- I think given public available metrics, it's clear that this isn't translating into more products/apps getting shipped. That could be because devs are now running into other bottlenecks, but it could also indicate that there's something wrong with these studies.
- Most devs who say AI speeds them up assert numbers much higher than what those studies have shown. Much of the hype around these tools is built on those higher estimates.
- I won't claim to have read every study, but of the ones I have checked in the past, the more the methodology impressed me the less effect it showed.
- Prior to LLMs, it was near universally accepted wisdom that you couldn't really measure developer productivity directly.
- Review is imperfect, and LLMs produce worse code on average than human developers. That should result in somewhat lowered code quality with LLM usage (although that might be an acceptable trade off for some). The fact that some of these studies didn't find that is another thing that suggests there shortcomings in said studies.

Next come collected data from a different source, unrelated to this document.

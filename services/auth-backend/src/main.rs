//! Session authentication backend
//!
//! Single-binary service that:
//! 1. Signs users in with Google (authorization code + PKCE)
//! 2. Issues short-lived signed access tokens and rotating refresh tokens
//! 3. Guards application routes with a session layer that refreshes
//!    transparently
//! 4. Sweeps expired sessions in the background

mod auth_routes;
mod config;
mod cookies;
mod cors;
mod error;
mod guards;
mod metrics;

use std::sync::Arc;
use std::time::Duration;

use anyhow::{Context, Result};
use axum::extract::State;
use axum::response::IntoResponse;
use axum::routing::{get, post};
use axum::{Json, Router, middleware};
use metrics_exporter_prometheus::PrometheusHandle;
use serde_json::json;
use session::{KeySet, SessionStore, StoreBackend, StoreSettings, TokenCodec};
use session_manager::{ManagerSettings, SessionManager, spawn_sweep_task};
use thirdparty::{ExchangeEngine, ExchangeSettings, GoogleProvider, IdentityDirectory};
use time::OffsetDateTime;
use time::format_description::well_known::Rfc3339;
use tokio::net::TcpListener;
use tracing::{error, info, warn};
use tracing_subscriber::EnvFilter;
use tracing_subscriber::{layer::SubscriberExt, util::SubscriberInitExt};

use crate::config::AppConfig;
use crate::guards::{Authenticated, RouteGuard};

/// How long in-flight requests get to finish once shutdown starts.
const DRAIN_TIMEOUT: Duration = Duration::from_secs(5);

/// Shared application state accessible from all handlers
#[derive(Clone)]
struct AppState {
    manager: Arc<SessionManager>,
    config: Arc<AppConfig>,
    guards: Arc<Vec<RouteGuard>>,
    prometheus: PrometheusHandle,
}

/// Build the axum router with all routes and shared state.
///
/// `/me` and `/auth/signout` sit behind the session layer; everything else
/// is public.
fn build_router(state: AppState) -> common::Result<Router> {
    let cors = cors::layer(&state.config.website_domain)?;
    let max_concurrent = state.config.max_concurrent_requests;

    let protected = Router::new()
        .route("/me", get(me_handler))
        .route("/auth/signout", post(auth_routes::sign_out))
        .route_layer(middleware::from_fn_with_state(
            state.clone(),
            guards::session_layer,
        ));

    Ok(Router::new()
        .route("/health", get(health_handler))
        .route("/metrics", get(metrics_handler))
        .route("/auth/signinup/{provider}", get(auth_routes::sign_in_up))
        .route(
            "/auth/callback/{provider}",
            get(auth_routes::callback_get).post(auth_routes::callback_post),
        )
        .route("/auth/session/refresh", post(auth_routes::refresh))
        .merge(protected)
        .layer(middleware::from_fn(metrics::track_requests))
        .layer(cors)
        .layer(tower::limit::ConcurrencyLimitLayer::new(max_concurrent))
        .with_state(state))
}

/// Wire codec, stores, provider and exchange engine into a manager.
async fn build_manager(config: &AppConfig) -> Result<SessionManager> {
    let keys = match &config.signing_keys {
        Some(list) => KeySet::parse(list.expose()).context("invalid SESSION_SIGNING_KEYS")?,
        None => {
            warn!("SESSION_SIGNING_KEYS not set, signing with an ephemeral key; access tokens will not survive a restart");
            KeySet::ephemeral()
        }
    };
    info!(kid = keys.current_id(), "signing key ready");

    let tunables = &config.tunables;
    let store = SessionStore::open(
        &config.store_backend,
        StoreSettings {
            session_ttl: tunables.session_ttl(),
            revoked_grace: tunables.revoked_grace(),
        },
    )
    .await
    .context("failed to open session store")?;

    let users_dir = match &config.store_backend {
        StoreBackend::File(dir) => Some(dir.clone()),
        StoreBackend::Memory => None,
    };
    let directory = IdentityDirectory::open(users_dir)
        .await
        .context("failed to open user directory")?;

    let client = reqwest::Client::builder()
        .timeout(tunables.provider_timeout())
        .build()
        .context("failed to build HTTP client")?;
    let google = GoogleProvider::new(
        config.google.client_id.clone(),
        config.google.client_secret.clone(),
    )
    .with_endpoints(tunables.google_endpoints());
    let exchange = ExchangeEngine::new(
        client,
        ExchangeSettings {
            state_ttl: tunables.state_ttl(),
            provider_timeout: tunables.provider_timeout(),
            max_pending: tunables.oauth.max_pending,
            callback_base: config.callback_base(),
        },
    )
    .with_provider(Arc::new(google));

    Ok(SessionManager::new(
        TokenCodec::new(keys),
        store,
        directory,
        exchange,
        ManagerSettings {
            access_token_ttl: tunables.access_token_ttl(),
        },
    ))
}

#[tokio::main]
async fn main() -> Result<()> {
    // A missing .env file is normal in production
    let dotenv = dotenvy::dotenv();

    // Initialize tracing with JSON output and LOG_LEVEL / RUST_LOG support
    tracing_subscriber::registry()
        .with(
            EnvFilter::try_from_env("LOG_LEVEL")
                .or_else(|_| EnvFilter::try_from_default_env())
                .unwrap_or_else(|_| EnvFilter::new("info")),
        )
        .with(tracing_subscriber::fmt::layer().json())
        .init();

    if let Ok(path) = &dotenv {
        info!(path = %path.display(), "loaded environment file");
    }

    // Fail fast: every configuration problem is reported before anything binds
    let config = match AppConfig::from_env() {
        Ok(config) => config,
        Err(e) => {
            error!(error = %e, "invalid configuration");
            eprintln!("{e}");
            std::process::exit(1);
        }
    };

    info!(
        app_name = %config.app_name,
        listen_addr = %config.listen_addr,
        api_domain = %config.api_domain,
        website_domain = %config.website_domain,
        store = ?config.store_backend,
        "configuration loaded"
    );

    // Install Prometheus metrics recorder before any metrics are emitted
    let prometheus = metrics::install_recorder().context("failed to install Prometheus recorder")?;

    let manager = Arc::new(build_manager(&config).await?);
    let sweep = spawn_sweep_task(manager.clone(), config.tunables.sweep_interval());

    let listen_addr = config.listen_addr;
    let state = AppState {
        manager: manager.clone(),
        config: Arc::new(config),
        guards: Arc::new(guards::default_guards()),
        prometheus,
    };
    let app = build_router(state).context("failed to build router")?;

    let listener = TcpListener::bind(listen_addr)
        .await
        .with_context(|| format!("failed to bind to {listen_addr}"))?;
    info!(addr = %listen_addr, "accepting requests");

    // The drain timeout starts when the shutdown signal fires
    let (shutdown_tx, shutdown_rx) = tokio::sync::oneshot::channel::<()>();
    let server_handle = tokio::spawn(async move {
        axum::serve(listener, app)
            .with_graceful_shutdown(async {
                let _ = shutdown_rx.await;
            })
            .await
    });

    shutdown_signal().await;
    let _ = shutdown_tx.send(());

    match tokio::time::timeout(DRAIN_TIMEOUT, server_handle).await {
        Ok(Ok(Ok(()))) => info!("all in-flight requests drained"),
        Ok(Ok(Err(e))) => error!(error = %e, "server error during shutdown"),
        Ok(Err(e)) => error!(error = %e, "server task panicked"),
        Err(_) => warn!(
            drain_timeout_secs = DRAIN_TIMEOUT.as_secs(),
            "drain timeout exceeded, forcing shutdown"
        ),
    }

    sweep.abort();
    if let Err(e) = manager.save().await {
        error!(error = %e, "failed to write final session snapshot");
    }

    info!("shutdown complete");
    Ok(())
}

/// Liveness probe.
async fn health_handler() -> impl IntoResponse {
    let timestamp = OffsetDateTime::now_utc()
        .format(&Rfc3339)
        .unwrap_or_default();
    Json(json!({ "status": "ok", "timestamp": timestamp }))
}

/// The caller's identity, as established by the session layer.
async fn me_handler(Authenticated(context): Authenticated) -> impl IntoResponse {
    Json(json!({
        "userId": context.user_id,
        "sessionHandle": context.session_handle,
    }))
}

/// Prometheus metrics endpoint: returns metrics in text exposition format.
async fn metrics_handler(State(state): State<AppState>) -> impl IntoResponse {
    (
        axum::http::StatusCode::OK,
        [(
            axum::http::header::CONTENT_TYPE,
            "text/plain; version=0.0.4; charset=utf-8",
        )],
        state.prometheus.render(),
    )
}

/// Wait for SIGTERM or SIGINT for graceful shutdown.
async fn shutdown_signal() {
    let ctrl_c = async {
        if let Err(e) = tokio::signal::ctrl_c().await {
            error!(error = %e, "failed to listen for Ctrl+C");
            std::future::pending::<()>().await;
        }
    };

    #[cfg(unix)]
    let terminate = async {
        match tokio::signal::unix::signal(tokio::signal::unix::SignalKind::terminate()) {
            Ok(mut signal) => {
                signal.recv().await;
            }
            Err(e) => {
                error!(error = %e, "failed to install SIGTERM handler");
                std::future::pending::<()>().await;
            }
        }
    };

    #[cfg(not(unix))]
    let terminate = std::future::pending::<()>();

    tokio::select! {
        _ = ctrl_c => info!("received SIGINT, shutting down"),
        _ = terminate => info!("received SIGTERM, shutting down"),
    }
}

> - Prior to LLMs, it was near universally accepted wisdom that you couldn't really measure developer productivity directly.
Absolutely, and all the largest studies I've looked at mention this clearly and explain how they try to address it.
> Review is imperfect, and LLMs produce worse code on average than human developers.
Wait, I'm not sure that can be asserted at all. Anecdotally not my experience, and the largest study in the link above explicitly discuss it and find that proxies for quality (like approval rates) indicate more improvement than a decline. The Stanford video accounts for code churn (possibly due to fixing AI-created mistakes) and still finds a clear productivity boost.
My current hypothesis, based on the DORA and DX 2025 reports, is that quality is largely a function of your quality control processes (tests, CI/CD etc.)
That said, I would be very interested in studies you found interesting. I'm always looking for more empirical evidence!
> I see people claiming 20 - 50%, which lines up with the studies above
Most of those studies either measure productivity using useless metrics like lines of code, number of PRs, or whose participants are working for organizations that are heavily invested in future success of AI.
As mentioned in the thread I linked, they acknowlege the productivity puzzle and try to control for it in their studies. It's worth reading them in detail, I feel like many of them did a decent job controlling for many factors.
For instance, when measure the number of PRs they ensure that each one goes through the same review process whether AI-assisted or not, ensuring these PRs meet the same quality standards as humans.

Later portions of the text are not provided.